Historique et Buts

1993 voit naître les premiers contacts épistolaires avec Oumar Bâ, dit Hablo, directeur d'école à Bandiagara*, ainsi que les débuts d'une correspondance entre ses élèves et des élèves de l'ESRN**, à Neuchâtel,sous la conduite de leur enseignant, Jacques Humbert. S’ensuivra, en1995, un voyage au pays Dogon. C’est à cette occasion qu’une rencontre a lieu sous le toguna de Djiguibombo*** avec les vieux du village, qui demandent une école et un puits.

La Direction de l’ESRN propose alors la mise sur pied d'actions (entre autres, le 1erMalithon) pour construire l'école que nous a demandée le village de Djiguibombo, et, au vu de la forte somme récoltée (près de CHF120'000.-), elle décide de créer une structure adéquate pour la gérer.
Ainsi, la Fondation ESRN-Mali voit le jour en 1996.



*Bandiagara : ville principale du plateau Dogon ; env. 12'000 habitants
**ESRN = Ecole Secondaire Régionale de Neuchâtel
***Djiguibombo : env. 1'800habitants, à 18km au sud de Bandiagara


La Fondation se donne pour but essentiel de gérer les sommes gagnées pour apporter une aide sur les plans scolaire et social au Mali et plus particulièrement sur le Plateau Dogon.

L'Association Mail-Mali, créée en 1999, se charge de récolter les fonds nécessaires pour atteindre les objectifs fixés tant par la Fondation que par elle-même.


une classe à Djiguibombo

L’un de nos objectifs majeurs est de construire des écoles, dans l’espoir de fournir à la multitude d’enfants non scolarisés l’occasion de jouir de ce droit fondamental :
RECEVOIR UNE ÉDUCATION DE BASE GRATUITE ET DE BONNE QUALITE.
Néanmoins,l'Association demeure attentive aux demandes qui lui parviennent et y répond favorablement après examen, et dans la mesure de ses moyens.

Les diverses actions menées jusqu'à ce jour en faveur du pays Dogon ont toujours été entreprises suite à une demande de la population ou d'une association locale, et, la plupart du temps, avec une participation active de la population.
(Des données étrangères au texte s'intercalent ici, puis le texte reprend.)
//! TCP binding for [`Channel`].
//!
//! # Example
//!
//! ```ignore
//! use beatwire::transport::{Channel, Listener};
//!
//! let listener = Listener::bind("127.0.0.1:3000").await?;
//! let client = Channel::connect("127.0.0.1:3000").await?;
//! let (peer, _addr) = listener.accept().await?;
//! ```

use std::net::SocketAddr;

use tokio::net::{TcpListener, TcpStream, ToSocketAddrs};

use super::Channel;
use crate::error::Result;

impl Channel {
    /// Connect to a TCP peer.
    pub async fn connect<A: ToSocketAddrs>(addr: A) -> Result<Channel> {
        let stream = TcpStream::connect(addr).await?;
        Self::from_tcp(stream)
    }

    /// Wrap an already connected TCP stream.
    pub fn from_tcp(stream: TcpStream) -> Result<Channel> {
        // Beats are tiny; don't let Nagle hold them back.
        stream.set_nodelay(true)?;
        let (reader, writer) = stream.into_split();
        Ok(Self::from_split(reader, writer))
    }
}

/// TCP listener producing one [`Channel`] per accepted peer.
pub struct Listener {
    listener: TcpListener,
}

impl Listener {
    /// Bind to an address.
    pub async fn bind<A: ToSocketAddrs>(addr: A) -> Result<Self> {
        let listener = TcpListener::bind(addr).await?;
        Ok(Self { listener })
    }

    /// The bound address (useful after binding port 0).
    pub fn local_addr(&self) -> Result<SocketAddr> {
        Ok(self.listener.local_addr()?)
    }

    /// Accept a single connection.
    pub async fn accept(&self) -> Result<(Channel, SocketAddr)> {
        let (stream, addr) = self.listener.accept().await?;
        tracing::debug!("Accepted connection from {}", addr);
        Ok((Channel::from_tcp(stream)?, addr))
    }
}
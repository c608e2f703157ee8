//! Message struct: one or more parts delivered as a unit.
//!
//! Uses `bytes::Bytes` for zero-copy part sharing.
//!
//! # Example
//!
//! ```
//! use beatwire::protocol::Message;
//!
//! let msg = Message::from_parts(["beat", "echo", "Hello"]);
//! assert_eq!(msg.len(), 3);
//! assert_eq!(msg.part_str(1), Some("echo"));
//! ```

use std::borrow::Cow;

use bytes::{BufMut, Bytes, BytesMut};

use super::wire_format::{PartHeader, DEFAULT_MAX_PARTS, DEFAULT_MAX_PART_SIZE, PART_HEADER_SIZE};
use crate::error::{BeatwireError, Result};

/// A whole message as delivered by the channel.
#[derive(Debug, Clone, PartialEq, Eq)]
pub struct Message {
    parts: Vec<Bytes>,
}

impl Message {
    /// Create a single-part message.
    pub fn single(part: impl Into<Bytes>) -> Self {
        Self {
            parts: vec![part.into()],
        }
    }

    /// Create a message from its parts, in order.
    pub fn from_parts<I, P>(parts: I) -> Self
    where
        I: IntoIterator<Item = P>,
        P: Into<Bytes>,
    {
        Self {
            parts: parts.into_iter().map(Into::into).collect(),
        }
    }

    /// All parts of the message.
    #[inline]
    pub fn parts(&self) -> &[Bytes] {
        &self.parts
    }

    /// Number of parts.
    #[inline]
    pub fn len(&self) -> usize {
        self.parts.len()
    }

    /// Check if the message has no parts.
    #[inline]
    pub fn is_empty(&self) -> bool {
        self.parts.is_empty()
    }

    /// Check if the message has more than one part.
    #[inline]
    pub fn is_multipart(&self) -> bool {
        self.parts.len() > 1
    }

    /// A part as UTF-8, or `None` if missing or not valid UTF-8.
    pub fn part_str(&self, index: usize) -> Option<&str> {
        self.parts
            .get(index)
            .and_then(|p| std::str::from_utf8(p).ok())
    }

    /// The whole message as text, parts concatenated.
    ///
    /// Invalid UTF-8 is replaced with U+FFFD.
    pub fn text(&self) -> Cow<'_, str> {
        match self.parts.as_slice() {
            [] => Cow::Borrowed(""),
            [only] => String::from_utf8_lossy(only),
            parts => {
                let joined: Vec<u8> = parts.iter().flat_map(|p| p.iter().copied()).collect();
                Cow::Owned(String::from_utf8_lossy(&joined).into_owned())
            }
        }
    }

    /// Consume into the underlying parts.
    pub fn into_parts(self) -> Vec<Bytes> {
        self.parts
    }

    /// Size of this message on the wire (headers + parts).
    pub fn encoded_len(&self) -> usize {
        self.parts.iter().map(|p| PART_HEADER_SIZE + p.len()).sum()
    }

    /// Check that the peer's frame buffer will accept this message.
    ///
    /// Rejects parts over [`DEFAULT_MAX_PART_SIZE`] and more than
    /// [`DEFAULT_MAX_PARTS`] parts.
    pub fn validate(&self) -> Result<()> {
        if self.parts.len() > DEFAULT_MAX_PARTS {
            return Err(BeatwireError::Protocol(format!(
                "Message exceeds {} parts",
                DEFAULT_MAX_PARTS
            )));
        }

        if let Some(part) = self
            .parts
            .iter()
            .find(|p| p.len() > DEFAULT_MAX_PART_SIZE as usize)
        {
            return Err(BeatwireError::Protocol(format!(
                "Part size {} exceeds maximum {}",
                part.len(),
                DEFAULT_MAX_PART_SIZE
            )));
        }

        Ok(())
    }

    /// Append the wire encoding of this message to `buf`.
    ///
    /// Parts must fit the `u32` length field; see [`Message::validate`].
    ///
    /// An empty message is encoded as a single empty part.
    pub fn encode_into(&self, buf: &mut BytesMut) {
        if self.parts.is_empty() {
            buf.put_slice(&PartHeader::for_part(0, false).encode());
            return;
        }

        buf.reserve(self.encoded_len());
        let last = self.parts.len() - 1;
        for (i, part) in self.parts.iter().enumerate() {
            let header = PartHeader::for_part(part.len() as u32, i < last);
            buf.put_slice(&header.encode());
            buf.put_slice(part);
        }
    }
}

impl From<&'static str> for Message {
    fn from(text: &'static str) -> Self {
        Message::single(text)
    }
}

impl From<String> for Message {
    fn from(text: String) -> Self {
        Message::single(text)
    }
}

/// Build the wire encoding of a message as a contiguous buffer.
pub fn build_message(message: &Message) -> Bytes {
    let mut buf = BytesMut::with_capacity(message.encoded_len().max(PART_HEADER_SIZE));
    message.encode_into(&mut buf);
    buf.freeze()
}

#[cfg(test)]
mod tests {
    use super::*;

    #[test]
    fn test_validate_limits() {
        assert!(Message::from_parts(["beat", "echo", "Hello"]).validate().is_ok());

        let oversized = Bytes::from(vec![0u8; DEFAULT_MAX_PART_SIZE as usize + 1]);
        let msg = Message::from_parts([Bytes::from_static(b"beat"), oversized]);
        assert!(matches!(msg.validate(), Err(BeatwireError::Protocol(_))));

        let parts: Vec<String> = (0..=DEFAULT_MAX_PARTS).map(|i| i.to_string()).collect();
        let msg = Message::from_parts(parts);
        assert!(matches!(msg.validate(), Err(BeatwireError::Protocol(_))));
    }

    #[test]
    fn test_single_part() {
        let msg = Message::single("beat");
        assert_eq!(msg.len(), 1);
        assert!(!msg.is_multipart());
        assert_eq!(msg.text(), "beat");
    }

    #[test]
    fn test_part_str_invalid_utf8() {
        let msg = Message::from_parts([Bytes::from_static(b"beat"), Bytes::from_static(&[0xff])]);
        assert_eq!(msg.part_str(0), Some("beat"));
        assert_eq!(msg.part_str(1), None);
        assert_eq!(msg.part_str(2), None);
    }

    #[test]
    fn test_text_joins_parts() {
        let msg = Message::from_parts(["beat", ":::", "42"]);
        assert_eq!(msg.text(), "beat:::42");
    }

    #[test]
    fn test_build_message_layout() {
        let msg = Message::from_parts(["ab", "c"]);
        let bytes = build_message(&msg);

        assert_eq!(bytes.len(), msg.encoded_len());
        assert_eq!(&bytes[..], &[1, 0, 0, 0, 2, b'a', b'b', 0, 0, 0, 0, 1, b'c']);
    }

    #[test]
    fn test_build_empty_message() {
        let msg = Message::from_parts(Vec::<Bytes>::new());
        let bytes = build_message(&msg);
        assert_eq!(&bytes[..], &[0, 0, 0, 0, 0]);
    }
}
le chantier de l'école de Djiguibombo II

Pour les chantiers de construction, un contrat de surveillance est à chaque fois signé avec un bureau d'urbanisme qui vient régulièrement superviser le travail. Sur place,nous travaillons en étroite collaboration avec des personnes de toute confiance.

Enfin, des membres de l'Association se rendent bénévolement 3 ou 4 fois par année sur place et y assurent le suivi.